Evidence for the chiral anomaly in the Dirac semimetal Na3Bi

• Published in: Science (American Association for the Advancement of Science) Vol. 350; no. 6259; pp. 413 - 416
• Main Authors: Xiong, Jun, Kushwaha, Satya K., Liang, Tian, Krizan, Jason W., Hirschberger, Max, Wang, Wudi, Cava, R. J., Ong, N. P.
• Format: Journal Article
• Language: English
• Published: United States American Association for the Advancement of Science 23.10.2015; The American Association for the Advancement of Science
• Subjects: Anomalies; Breaking; Congenital Impairments; Magnetic fields; Magnetoresistance; Magnetoresistivity; Materials science; Metalloids; Physics; Symmetry; Transport
• ISSN: 0036-8075; 1095-9203; 1095-9203
• DOI: 10.1126/science.aac6089

In a Dirac semimetal, each Dirac node is resolved into two Weyl nodes with opposite "handedness" or chirality. The two chiral populations do not mix. However, in parallel electric and magnetic fields (EǀǀB), charge is predicted to flow between the Weyl nodes, leading to negative magnetoresistance.
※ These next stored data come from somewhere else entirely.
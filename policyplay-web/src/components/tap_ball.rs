use policyplay_core::Ball;
use yew::prelude::*;

/// Keyframes for the falling balls; a ball's fall time is set per element.
pub const TAP_FIELD_CSS: &str = "\
@keyframes policyplay-fall { from { top: -6rem; } to { top: 100%; } }\n\
.tap-ball { position: absolute; top: -6rem; transform: translateX(-50%); \
animation-name: policyplay-fall; animation-timing-function: linear; \
animation-fill-mode: forwards; }\n";

#[derive(Properties, PartialEq, Clone)]
pub struct Props {
    pub ball: Ball,
    pub on_tap: Callback<usize>,
    #[prop_or_default]
    pub disabled: bool,
}

#[function_component(TapBall)]
pub fn tap_ball(p: &Props) -> Html {
    if !p.ball.is_live() {
        return Html::default();
    }
    let style = format!(
        "left: {:.2}%; z-index: {}; animation-duration: {}ms;",
        p.ball.x_percent, p.ball.z_index, p.ball.fall_ms
    );
    let onclick = {
        let cb = p.on_tap.clone();
        let id = p.ball.id;
        let disabled = p.disabled;
        Callback::from(move |e: MouseEvent| {
            e.prevent_default();
            e.stop_propagation();
            if !disabled {
                cb.emit(id);
            }
        })
    };
    html! {
        <button
            type="button"
            class="tap-ball btn btn-circle btn-primary w-28 h-28 text-xs normal-case shadow-xl"
            {style}
            {onclick}
            disabled={p.disabled}
            data-testid={format!("tap-ball-{}", p.ball.id)}
        >
            { p.ball.option.clone() }
        </button>
    }
}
This "axial" current is the chiral (Adler-Bell-Jackiw) anomaly investigated in quantum field theory. We report the observation of a large, negative longitudinal magnetoresistance in the Dirac semimetal Na3Bi. The negative magnetoresistance is acutely sensitive to deviations of the direction of B from E and is incompatible with conventional transport. By rotating E (as well as B), we show that it is consistent with the prediction of the chiral anomaly.